(Collection entries)
━━━━━━━━

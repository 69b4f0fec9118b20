// src/zone/registry.rs
//! [`ZoneRegistry`]: the authoritative zone set and everybody's pending selections.
//!
//! ### Locking
//! - `zones` is the single critical section for *read current set / validate / mutate /
//!   persist*. Creation commits and ownership changes both run entirely inside it, and the
//!   snapshot is written before the lock is released.
//! - `selections` is a separate, short-lived lock. It is never taken while waiting for
//!   `zones`.
//! - No lock is held across an `.await`. The approval call in [`ZoneRegistry::create_zone`]
//!   runs unlocked, so the commit re-validates against the set as it is *then*.
//! - Poisoned locks are recovered; the data behind them is plain values that stay
//!   consistent between statements.
//!
//! Lookups are a linear scan over all zones. Zone counts are small (tens to low hundreds
//! per world); a per-world grid could replace the scan behind the same methods.
use std::collections::HashMap;
use std::path::PathBuf;
use std::sync::{Arc, Mutex, MutexGuard, PoisonError};
use crate::approval::{ApprovalRequest, ApprovalService};
use crate::errors::RegistryError;
use crate::storage::ZoneStore;
use crate::zone::region::{BlockPos, Region};
use crate::zone::selection::{PendingSelection, SelectionSlot};
use crate::zone::zone::{Actor, Zone, ZoneId};

/// Longest zone name accepted, in characters.
pub const MAX_NAME_LEN: usize = 32;

pub struct ZoneRegistry {
    zones: Mutex<Vec<Zone>>,
    selections: Mutex<HashMap<String, PendingSelection>>,
    store: Arc<dyn ZoneStore>,
    approval: Arc<dyn ApprovalService>,
}

impl ZoneRegistry {
    /// Creates a registry seeded from `store`.
    ///
    /// A snapshot that cannot be read is logged and the registry starts empty.
    pub fn open(store: Arc<dyn ZoneStore>, approval: Arc<dyn ApprovalService>) -> Self {
        let zones = match store.load() {
            Ok(zones) => zones,
            Err(e) => {
                log::error!("Failed to load zones, starting with an empty set: {}", e);
                Vec::new()
            }
        };

        Self {
            zones: Mutex::new(zones),
            selections: Mutex::new(HashMap::new()),
            store,
            approval,
        }
    }

    fn lock_zones(&self) -> MutexGuard<'_, Vec<Zone>> {
        self.zones.lock().unwrap_or_else(PoisonError::into_inner)
    }

    fn lock_selections(&self) -> MutexGuard<'_, HashMap<String, PendingSelection>> {
        self.selections.lock().unwrap_or_else(PoisonError::into_inner)
    }

    // ---------- Pending selections ----------

    /// Records one corner of `actor_id`'s selection, replacing any previous value.
    pub fn set_point(&self, actor_id: &str, slot: SelectionSlot, pos: BlockPos) {
        self.lock_selections()
            .entry(actor_id.to_string())
            .or_default()
            .set(slot, pos);
    }

    pub fn selection(&self, actor_id: &str) -> Option<PendingSelection> {
        self.lock_selections().get(actor_id).copied()
    }

    pub fn has_selection(&self, actor_id: &str) -> bool {
        self.selection(actor_id).is_some_and(|s| s.is_complete())
    }

    pub fn clear_selection(&self, actor_id: &str) {
        self.lock_selections().remove(actor_id);
    }

    // Corners picked while the approval call was in flight belong to the next zone.
    fn clear_selection_if_unchanged(&self, actor_id: &str, used: &PendingSelection) {
        let mut selections = self.lock_selections();
        if selections.get(actor_id) == Some(used) {
            selections.remove(actor_id);
        }
    }

    // ---------- Queries ----------

    /// The first zone, in stored order, covering `pos` in `world`.
    pub fn find_zone_containing(&self, pos: BlockPos, world: &str) -> Option<Zone> {
        self.lock_zones().iter().find(|z| z.contains(pos, world)).cloned()
    }

    /// The first zone in `world` overlapping `region`.
    pub fn find_intersecting(&self, region: &Region, world: &str) -> Option<Zone> {
        first_intersecting(&self.lock_zones(), region, world).cloned()
    }

    pub fn zones_owned_by(&self, actor_id: &str) -> Vec<Zone> {
        self.lock_zones().iter().filter(|z| z.is_owner(actor_id)).cloned().collect()
    }

    pub fn zone_by_owner_and_name(&self, actor_id: &str, name: &str) -> Option<Zone> {
        self.lock_zones()
            .iter()
            .find(|z| z.is_owner(actor_id) && z.name == name)
            .cloned()
    }

    pub fn zone(&self, id: &ZoneId) -> Option<Zone> {
        self.lock_zones().iter().find(|z| z.id == *id).cloned()
    }

    /// Copy of the full zone set in stored order.
    pub fn zones(&self) -> Vec<Zone> {
        self.lock_zones().clone()
    }

    pub fn len(&self) -> usize {
        self.lock_zones().len()
    }

    pub fn is_empty(&self) -> bool {
        self.len() == 0
    }

    // ---------- Mutations ----------

    /// Turns `actor`'s pending selection into a zone named `name` in `world`.
    ///
    /// Checks run in order: selection present, name length, name unused by this owner,
    /// no overlap in `world`, then external approval. Nothing is stored unless every
    /// check passes. Overlap and name are checked again at commit time, since other
    /// creations may have landed while the approval call was in flight.
    pub async fn create_zone(&self, name: &str, actor: &Actor, world: &str) -> Result<Zone, RegistryError> {
        let selection = self.selection(&actor.id).ok_or(RegistryError::NoSelection)?;
        let region = selection.region().ok_or(RegistryError::NoSelection)?;

        let name_len = name.chars().count();
        if name_len == 0 || name_len > MAX_NAME_LEN {
            return Err(RegistryError::InvalidName { max: MAX_NAME_LEN });
        }

        {
            let zones = self.lock_zones();
            check_candidate(&zones, name, &actor.id, &region, world)?;
        }

        let zone_id = ZoneId::new();
        let request = ApprovalRequest::for_zone(name, actor, zone_id);

        log::info!("Requesting approval for zone '{}' ({}) of {}", name, zone_id, actor.name);
        if let Err(e) = self.approval.approve(&request).await {
            log::warn!("Approval for zone '{}' ({}) failed: {}", name, zone_id, e);
            return Err(e.into());
        }

        let zone = Zone::new(zone_id, name, actor, world, region);
        {
            let mut zones = self.lock_zones();
            if let Err(e) = check_candidate(&zones, name, &actor.id, &region, world) {
                log::warn!("Zone '{}' ({}) was approved but lost the race at commit: {}", name, zone_id, e);
                return Err(e);
            }

            zones.push(zone.clone());
            self.persist(&zones);
        }

        self.clear_selection_if_unchanged(&actor.id, &selection);

        log::info!("Created {} ({}) in {}", zone, zone.id, zone.world);
        Ok(zone)
    }

    /// Reassigns the owner of zone `id`. Only owner id and name change.
    pub fn change_owner(&self, id: &ZoneId, new_owner_id: &str, new_owner_name: &str) -> Result<Zone, RegistryError> {
        let mut zones = self.lock_zones();
        let Some(zone) = zones.iter_mut().find(|z| z.id == *id) else {
            log::info!("Ownership change for unknown zone {}", id);
            return Err(RegistryError::NotFound);
        };

        let previous = std::mem::take(&mut zone.owner_id);
        zone.set_owner(new_owner_id, new_owner_name);
        let updated = zone.clone();

        self.persist(&zones);

        log::info!("Zone '{}' ({}) changed owner from {} to {}", updated.name, id, previous, new_owner_id);
        Ok(updated)
    }

    /// Best-effort copy of the current snapshot. Failures are logged.
    pub fn backup(&self) -> Option<PathBuf> {
        match self.store.backup() {
            Ok(path) => path,
            Err(e) => {
                log::error!("Failed to create zone backup: {}", e);
                None
            }
        }
    }

    // Saves while the caller still holds the zone lock. A failed save leaves memory ahead of disk.
    fn persist(&self, zones: &[Zone]) {
        if let Err(e) = self.store.save(zones) {
            log::error!("Failed to save {} zones: {}", zones.len(), e);
        }
    }
}

fn first_intersecting<'a>(zones: &'a [Zone], region: &Region, world: &str) -> Option<&'a Zone> {
    zones.iter().find(|z| z.intersects(region, world))
}

fn check_candidate(zones: &[Zone], name: &str, owner_id: &str, region: &Region, world: &str) -> Result<(), RegistryError> {
    if zones.iter().any(|z| z.is_owner(owner_id) && z.name == name) {
        return Err(RegistryError::DuplicateName(name.to_string()));
    }

    if let Some(existing) = first_intersecting(zones, region, world) {
        return Err(RegistryError::Overlap {
            zone: existing.name.clone(),
            owner: existing.owner_name.clone(),
        });
    }

    Ok(())
}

━━━━━━━━

Working from the records above, write out verbatim only the lines from the line containing "self.clear_selection_if_unchanged(&actor.id, &selection);" through the line containing "let Some(zone) = zones.iter_mut().find(|z|".

        self.clear_selection_if_unchanged(&actor.id, &selection);

        log::info!("Created {} ({}) in {}", zone, zone.id, zone.world);
        Ok(zone)
    }

    /// Reassigns the owner of zone `id`. Only owner id and name change.
    pub fn change_owner(&self, id: &ZoneId, new_owner_id: &str, new_owner_name: &str) -> Result<Zone, RegistryError> {
        let mut zones = self.lock_zones();
        let Some(zone) = zones.iter_mut().find(|z| z.id == *id) else {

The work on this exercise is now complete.